Workflow and Analysis#
Analysis Interfaces#
High-level analysis helpers for trial-aware inference.
- class sctrial.analysis.DiDAnalyzer(adata: AnnData, design: TrialDesign, results_: DataFrame | None = None)[source]#
Bases:
objectHigh-level interface for DiD analysis with stored results.
- fit(features: list[str], *, visits: tuple[str, str], config: DiDConfig | None = None, celltype: str | None = None) DataFrame[source]#
Run DiD and store results.
Returns a copy of the results DataFrame so that external mutations do not alter the analyzer’s internal state.
- Parameters:
features – List of features to analyze.
visits – Tuple of (baseline, followup) visit labels.

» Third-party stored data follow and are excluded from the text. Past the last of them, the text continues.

//! Semantic tier storage
//!
//! Query embeddings are stored as little-endian f32 BLOBs and compared with
//! cosine similarity in Rust. Every vector carries the model that produced
//! it and lookups only consider vectors from the same model.

use super::Database;
use crate::error::Result;
use rusqlite::params;

/// Metadata row linking a vector to its exact-tier entry
#[derive(Debug, Clone, PartialEq)]
pub struct VectorMeta {
    pub cache_key: String,
    pub query_text: String,
    pub search_depth: String,
    pub max_results: u32,
    pub created_at: f64,
    pub expires_at: f64,
}

/// Nearest-neighbour result
#[derive(Debug, Clone)]
pub struct VectorCandidate {
    pub id: i64,
    pub meta: VectorMeta,
    pub similarity: f32,
}

impl Database {
    /// Store the embedding for a cache key, replacing any earlier vector for it
    pub fn replace_vector(&self, model: &str, embedding: &[f32], meta: &VectorMeta) -> Result<i64> {
        let embedding_bytes = embedding_to_bytes(embedding);

        self.conn.execute("BEGIN IMMEDIATE", [])?;
        let result = (|| -> Result<i64> {
            self.delete_vectors_for_key(&meta.cache_key)?;
            self.conn.execute(
                "INSERT INTO search_vectors (model, embedding) VALUES (?1, ?2)",
                params![model, embedding_bytes],
            )?;
            let id = self.conn.last_insert_rowid();
            self.conn.execute(
                "INSERT INTO search_vector_meta
                    (id, cache_key, query_text, search_depth, max_results, created_at, expires_at)
                 VALUES (?1, ?2, ?3, ?4, ?5, ?6, ?7)",
                params![
                    id,
                    meta.cache_key,
                    meta.query_text,
                    meta.search_depth,
                    meta.max_results,
                    meta.created_at,
                    meta.expires_at,
                ],
            )?;
            Ok(id)
        })();

        if result.is_ok() {
            self.conn.execute("COMMIT", [])?;
        } else {
            let _ = self.conn.execute("ROLLBACK", []);
        }
        result
    }

    /// Delete vectors linked to a cache key. Runs inside the caller's transaction.
    pub(crate) fn delete_vectors_for_key(&self, cache_key: &str) -> Result<usize> {
        let rows = self.conn.execute(
            "DELETE FROM search_vectors WHERE id IN
             (SELECT id FROM search_vector_meta WHERE cache_key = ?1)",
            params![cache_key],
        )?;
        self.conn.execute(
            "DELETE FROM search_vector_meta WHERE cache_key = ?1",
            params![cache_key],
        )?;
        Ok(rows)
    }

    /// Find the `k` stored vectors most similar to `query`.
    ///
    /// Candidates are ordered by decreasing cosine similarity (increasing
    /// distance) and include expired rows and rows for other search
    /// parameters; filtering is left to the caller.
    pub fn nearest_vectors(&self, model: &str, query: &[f32], k: usize) -> Result<Vec<VectorCandidate>> {
        let mut stmt = self.conn.prepare(
            "SELECT v.id, v.embedding, m.cache_key, m.query_text, m.search_depth,
                    m.max_results, m.created_at, m.expires_at
             FROM search_vectors v
             JOIN search_vector_meta m ON m.id = v.id
             WHERE v.model = ?1",
        )?;

        let rows = stmt.query_map(params![model], |row| {
            let bytes: Vec<u8> = row.get(1)?;
            Ok((
                row.get::<_, i64>(0)?,
                bytes,
                VectorMeta {
                    cache_key: row.get(2)?,
                    query_text: row.get(3)?,
                    search_depth: row.get(4)?,
                    max_results: row.get(5)?,
                    created_at: row.get(6)?,
                    expires_at: row.get(7)?,
                },
            ))
        })?;

        let mut candidates = Vec::new();
        for row in rows {
            let (id, bytes, meta) = row?;
            let embedding = bytes_to_embedding(&bytes);
            candidates.push(VectorCandidate {
                id,
                meta,
                similarity: cosine_similarity(query, &embedding),
            });
        }

        candidates.sort_by(|a, b| b.similarity.total_cmp(&a.similarity));
        candidates.truncate(k);
        Ok(candidates)
    }

    /// Count stored vectors
    pub fn count_vectors(&self) -> Result<usize> {
        if !self.has_vector_tables() {
            return Ok(0);
        }
        let count: i64 = self
            .conn
            .query_row("SELECT COUNT(*) FROM search_vectors", [], |row| row.get(0))?;
        Ok(count as usize)
    }
}

/// Convert f32 embedding to bytes (little-endian)
pub fn embedding_to_bytes(embedding: &[f32]) -> Vec<u8> {
    embedding.iter().flat_map(|f| f.to_le_bytes()).collect()
}

/// Convert bytes to f32 embedding
pub fn bytes_to_embedding(bytes: &[u8]) -> Vec<f32> {
    bytes
        .chunks_exact(4)
        .map(|chunk| f32::from_le_bytes([chunk[0], chunk[1], chunk[2], chunk[3]]))
        .collect()
}

/// Compute cosine similarity between two embeddings
pub fn cosine_similarity(a: &[f32], b: &[f32]) -> f32 {
    if a.len() != b.len() || a.is_empty() {
        return 0.0;
    }

    let dot: f32 = a.iter().zip(b.iter()).map(|(x, y)| x * y).sum();
    let norm_a: f32 = a.iter().map(|x| x * x).sum::<f32>().sqrt();
    let norm_b: f32 = b.iter().map(|x| x * x).sum::<f32>().sqrt();

    if norm_a == 0.0 || norm_b == 0.0 {
        return 0.0;
    }

    dot / (norm_a * norm_b)
}

#[cfg(test)]
mod tests {
    use super::*;
    use crate::db::CacheEntry;

    fn db() -> Database {
        let db = Database::open_in_memory().unwrap();
        db.initialize().unwrap();
        db.ensure_vector_tables().unwrap();
        db
    }

    fn meta(key: &str, depth: &str) -> VectorMeta {
        VectorMeta {
            cache_key: key.to_string(),
            query_text: key.to_string(),
            search_depth: depth.to_string(),
            max_results: 5,
            created_at: 0.0,
            expires_at: 100.0,
        }
    }

    #[test]
    fn test_embedding_roundtrip() {
        let original = vec![1.0f32, 2.0, 3.0, -1.5];
        let bytes = embedding_to_bytes(&original);
        assert_eq!(bytes_to_embedding(&bytes), original);
    }

    #[test]
    fn test_cosine_similarity_edge_cases() {
        assert!((cosine_similarity(&[1.0, 0.0], &[2.0, 0.0]) - 1.0).abs() < 1e-6);
        assert_eq!(cosine_similarity(&[1.0, 0.0], &[0.0, 1.0]), 0.0);
        assert_eq!(cosine_similarity(&[0.0, 0.0], &[1.0, 0.0]), 0.0);
        assert_eq!(cosine_similarity(&[1.0], &[1.0, 0.0]), 0.0);
    }

    #[test]
    fn test_nearest_orders_by_similarity_and_scopes_model() {
        let db = db();
        db.replace_vector("m", &[1.0, 0.0], &meta("east", "basic")).unwrap();
        db.replace_vector("m", &[0.6, 0.8], &meta("north-east", "basic")).unwrap();
        db.replace_vector("m", &[0.0, 1.0], &meta("north", "advanced")).unwrap();
        db.replace_vector("other", &[1.0, 0.0], &meta("foreign", "basic")).unwrap();

        let found = db.nearest_vectors("m", &[1.0, 0.0], 2).unwrap();
        let keys: Vec<&str> = found.iter().map(|c| c.meta.cache_key.as_str()).collect();
        assert_eq!(keys, vec!["east", "north-east"]);
        assert!(found[0].similarity > found[1].similarity);
    }

    #[test]
    fn test_replace_keeps_one_vector_per_key() {
        let db = db();
        db.replace_vector("m", &[1.0, 0.0], &meta("k", "basic")).unwrap();
        db.replace_vector("m", &[0.0, 1.0], &meta("k", "basic")).unwrap();
        assert_eq!(db.count_vectors().unwrap(), 1);
    }

    #[test]
    fn test_delete_entry_removes_linked_vectors() {
        let db = db();
        db.upsert_entry(&CacheEntry {
            cache_key: "k".to_string(),
            query_text: "k".to_string(),
            search_depth: "basic".to_string(),
            max_results: 5,
            response_json: "{}".to_string(),
            created_at: 0.0,
            expires_at: 100.0,
            hit_count: 0,
        })
        .unwrap();
        db.replace_vector("m", &[1.0, 0.0], &meta("k", "basic")).unwrap();

        assert!(db.delete_entry("k").unwrap());
        assert_eq!(db.count_vectors().unwrap(), 0);
    }

    #[test]
    fn test_delete_expired_sweeps_vectors() {
        let db = db();
        db.replace_vector("m", &[1.0, 0.0], &meta("k", "basic")).unwrap();
        db.delete_expired(100.0).unwrap();
        assert_eq!(db.count_vectors().unwrap(), 0);
    }
}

config – Configuration for the DiD analysis. See sctrial.stats.did.DiDConfig for more details.
celltype – Cell type to analyze. If None, all cell types are analyzed.
- Returns:
A copy of the results DataFrame.
- Return type:
pd.DataFrame
Workflow API#
End-to-end trial analysis workflow: TrialWorkflow and convenience pipeline.
- class sctrial.workflow.TrialWorkflow(adata: AnnData, last_result: Any | None = None)[source]#
Bases:
objectFluent API for common sctrial workflows.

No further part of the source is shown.